The state’s supply of drugs that boosts an immune system response with artificial blood cells to better fight the virus is being impacted by multiple things happening at the same time. Out of the three readily available monoclonal antibody types that have been in use through much of the pandemic, only one of those brands is able to work against the Omicron variant (Sotrovimab). With Omicron being the primary strain moving through the U.S. right now, all states are competing for any stock of Sotrovimab that is available or that comes off the assembly line. That stock is controlled by the White House Coronavirus Task Force, and it is distributed out to states based on infection levels.
“Oklahoma’s recent allocation of antibodies has been insufficient to ensure adequate supply moving forward,” Oklahoma Interim Health Commissioner Keith Reed said.
Reed said Oklahoma is receiving no more than 600 doses per shipment, and that is nowhere near enough to keep up with demand.
“As it stands now, the current supply in the state along with the next cycle of expected deliveries are anticipated to be depleted this month,” he said.
The Oklahoma State Department of Health is still sending out monoclonal antibodies to certain health care providers in every area of the state, but Reed said there has been a significant cut back on how many providers will get antibodies.
OU Health Chief COVID Office Dr. Dale Bratzler said some patients have taken to social media accusing doctors of holding out on monoclonal antibody treatments, but he said doctors have to reserve antibody treatments for the sickest of the sick on the brink of death. Not everyone will be able to get it, and if their health care provider has them, he said some patients may not qualify.

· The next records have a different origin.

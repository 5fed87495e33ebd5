//! Text recognition of decoded bitmaps.

use std::sync::mpsc::channel;
use std::sync::{Arc, Mutex};

use log::{debug, warn};
use threadpool::ThreadPool;

use crate::error::{Error, Result};
use crate::parser::renderer::Pixmap;

pub const DEFAULT_LANGUAGE: &str = "eng";

pub trait TextRecognizer {
    /// Returns the recognized lines, top to bottom. May be empty.
    fn recognize(&mut self, pixmap: &Pixmap) -> Result<Vec<String>>;

    fn supported_languages(&self) -> Vec<String> {
        Vec::new()
    }
}

/// Splits raw recognizer output into trimmed, non-empty lines.
pub fn split_lines(text: &str) -> Vec<String> {
    text.lines()
        .map(str::trim)
        .filter(|l| !l.is_empty())
        .map(String::from)
        .collect()
}

pub fn default_workers() -> usize {
    num_cpus::get()
}

/// Recognizes every pixmap on a pool of `workers` threads.
///
/// Each worker builds one recognizer through `factory` and keeps it for all
/// the pixmaps it pulls, so recognizers do not have to be `Send`. Results
/// come back in the order of `pixmaps`; the first failure is returned.
pub fn recognize_all<F, R>(pixmaps: Vec<Pixmap>, workers: usize, factory: F) -> Result<Vec<Vec<String>>>
where
    F: Fn() -> Result<R> + Send + Sync + 'static,
    R: TextRecognizer,
{
    let total = pixmaps.len();
    if total == 0 {
        return Ok(Vec::new());
    }

    let workers = workers.max(1).min(total);
    let pool = ThreadPool::new(workers);
    let factory = Arc::new(factory);
    let queue = Arc::new(Mutex::new(pixmaps.into_iter().enumerate()));
    let (tx, rx) = channel::<Result<(usize, Vec<String>)>>();

    for worker in 0..workers {
        let tx = tx.clone();
        let factory = Arc::clone(&factory);
        let queue = Arc::clone(&queue);
        pool.execute(move || {
            let mut recognizer = match factory() {
                Ok(r) => r,
                Err(e) => {
                    // receiver only hangs up after an earlier failure
                    let _ = tx.send(Err(e));
                    return;
                }
            };
            debug!("recognition worker {} started", worker);

            loop {
                let next = match queue.lock() {
                    Ok(mut items) => items.next(),
                    Err(_) => break,
                };
                let (index, pixmap) = match next {
                    Some(item) => item,
                    None => break,
                };
                let res = recognizer.recognize(&pixmap).map(|lines| (index, lines));
                let failed = res.is_err();
                if tx.send(res).is_err() || failed {
                    break;
                }
            }
        });
    }
    drop(tx);

    let mut out: Vec<Option<Vec<String>>> = vec![None; total];
    for res in rx.iter() {
        let (index, lines) = res?;
        debug!("recognized subtitle {}: {:?}", index, lines);
        out[index] = Some(lines);
    }

    out.into_iter()
        .enumerate()
        .map(|(index, lines)| {
            lines.ok_or_else(|| {
                warn!("subtitle {} was never recognized", index);
                Error::Ocr(format!("recognition of subtitle {} did not complete", index))
            })
        })
        .collect()
}

#[cfg(feature = "tesseract")]
pub use self::tesseract::TesseractRecognizer;

#[cfg(feature = "tesseract")]
mod tesseract {
    use std::fs;
    use std::path::{Path, PathBuf};

    use image::{DynamicImage, ImageOutputFormat};
    use leptess::LepTess;

    use super::{split_lines, TextRecognizer};
    use crate::error::{Error, Result};
    use crate::parser::renderer::Pixmap;

    pub struct TesseractRecognizer {
        api: LepTess,
        data_path: Option<PathBuf>,
    }

    impl TesseractRecognizer {
        pub fn new(data_path: Option<&Path>, language: &str) -> Result<TesseractRecognizer> {
            let path_str = data_path.and_then(Path::to_str);
            let api = LepTess::new(path_str, language)
                .map_err(|e| Error::Ocr(format!("cannot load language {:?}: {:?}", language, e)))?;
            Ok(TesseractRecognizer { api, data_path: data_path.map(Path::to_path_buf) })
        }
    }

    impl TextRecognizer for TesseractRecognizer {
        fn recognize(&mut self, pixmap: &Pixmap) -> Result<Vec<String>> {
            let mut png = Vec::new();
            DynamicImage::ImageRgba8(pixmap.to_rgba_image()).write_to(&mut png, ImageOutputFormat::Png)?;

            self.api
                .set_image_from_mem(&png)
                .map_err(|e| Error::Ocr(format!("cannot hand bitmap to tesseract: {:?}", e)))?;
            let text = self
                .api
                .get_utf8_text()
                .map_err(|e| Error::Ocr(format!("tesseract returned invalid UTF-8: {:?}", e)))?;

            Ok(split_lines(&text))
        }

        fn supported_languages(&self) -> Vec<String> {
            let dir = match &self.data_path {
                Some(p) => p.clone(),
                None => match std::env::var_os("TESSDATA_PREFIX") {
                    Some(p) => PathBuf::from(p),
                    None => return Vec::new(),
                },
            };

            let mut langs: Vec<String> = fs::read_dir(dir)
                .into_iter()
                .flatten()
                .filter_map(|e| e.ok())
                .filter_map(|e| {
                    let name = e.file_name().into_string().ok()?;
                    name.strip_suffix(".traineddata").map(String::from)
                })
                .collect();
            langs.sort();
            langs
        }
    }
}

#[cfg(test)]
mod tests {
    use std::sync::atomic::{AtomicUsize, Ordering};

    use super::*;

    struct WidthReader;

    impl TextRecognizer for WidthReader {
        fn recognize(&mut self, pixmap: &Pixmap) -> Result<Vec<String>> {
            Ok(vec![format!("{}x{}", pixmap.width, pixmap.height)])
        }
    }

    struct Failing;

    impl TextRecognizer for Failing {
        fn recognize(&mut self, _: &Pixmap) -> Result<Vec<String>> {
            Err(Error::Ocr("no text".into()))
        }
    }

    fn pixmap(width: usize) -> Pixmap {
        Pixmap { width, height: 1, buffer: vec![0xFF; 4 * width] }
    }

    #[test]
    fn splits_and_trims_lines() {
        assert_eq!(split_lines("  Hello \n\n world\n"), vec!["Hello", "world"]);
        assert!(split_lines("\n \n").is_empty());
    }

    #[test]
    fn results_keep_input_order() {
        let pixmaps: Vec<_> = (1..=20).map(pixmap).collect();
        let texts = recognize_all(pixmaps, 4, || Ok(WidthReader)).unwrap();
        assert_eq!(texts.len(), 20);
        for (i, lines) in texts.iter().enumerate() {
            assert_eq!(lines, &vec![format!("{}x1", i + 1)]);
        }
    }

    #[test]
    fn no_pixmaps_no_work() {
        let texts = recognize_all(Vec::new(), 2, || Ok(WidthReader)).unwrap();
        assert!(texts.is_empty());
    }

    #[test]
    fn failure_is_propagated() {
        let res = recognize_all(vec![pixmap(1), pixmap(2)], 2, || Ok(Failing));
        assert!(matches!(res, Err(Error::Ocr(_))));
    }

    #[test]
    fn factory_failure_is_propagated() {
        let res = recognize_all(vec![pixmap(1)], 1, || -> Result<WidthReader> {
            Err(Error::Ocr("missing language".into()))
        });
        assert!(matches!(res, Err(Error::Ocr(_))));
    }

    #[test]
    fn one_recognizer_per_worker() {
        let built = Arc::new(AtomicUsize::new(0));
        let counter = Arc::clone(&built);
        let pixmaps: Vec<_> = (1..=100).map(pixmap).collect();

        let texts = recognize_all(pixmaps, 2, move || {
            counter.fetch_add(1, Ordering::SeqCst);
            Ok(WidthReader)
        })
        .unwrap();

        assert_eq!(texts.len(), 100);
        assert_eq!(texts[99], vec!["100x1".to_string()]);
        let built = built.load(Ordering::SeqCst);
        assert!(built >= 1 && built <= 2, "built {} recognizers", built);
    }

    #[test]
    fn no_more_workers_than_pixmaps() {
        let built = Arc::new(AtomicUsize::new(0));
        let counter = Arc::clone(&built);

        recognize_all(vec![pixmap(1)], 8, move || {
            counter.fetch_add(1, Ordering::SeqCst);
            Ok(WidthReader)
        })
        .unwrap();

        assert_eq!(built.load(Ordering::SeqCst), 1);
    }
}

“Often times we don’t know what variant patients are infected with,” Bratzler said while pointing out that even if a health care provider has monoclonal antibodies, they may not have a brand of antibodies that will respond to the treatment. Only Sotrovimab has been shown to work against Omicron.
“We are very limited by how we use these by the (National Institutes of Health), and so a provider may have it, but it is in very short supply,” he said.
Reed said communities that specifically cater to high risk immunocompromised individuals are being prioritized for monoclonal antibody doses.
“We want to focus only on those providers who can give that specific care,” he said.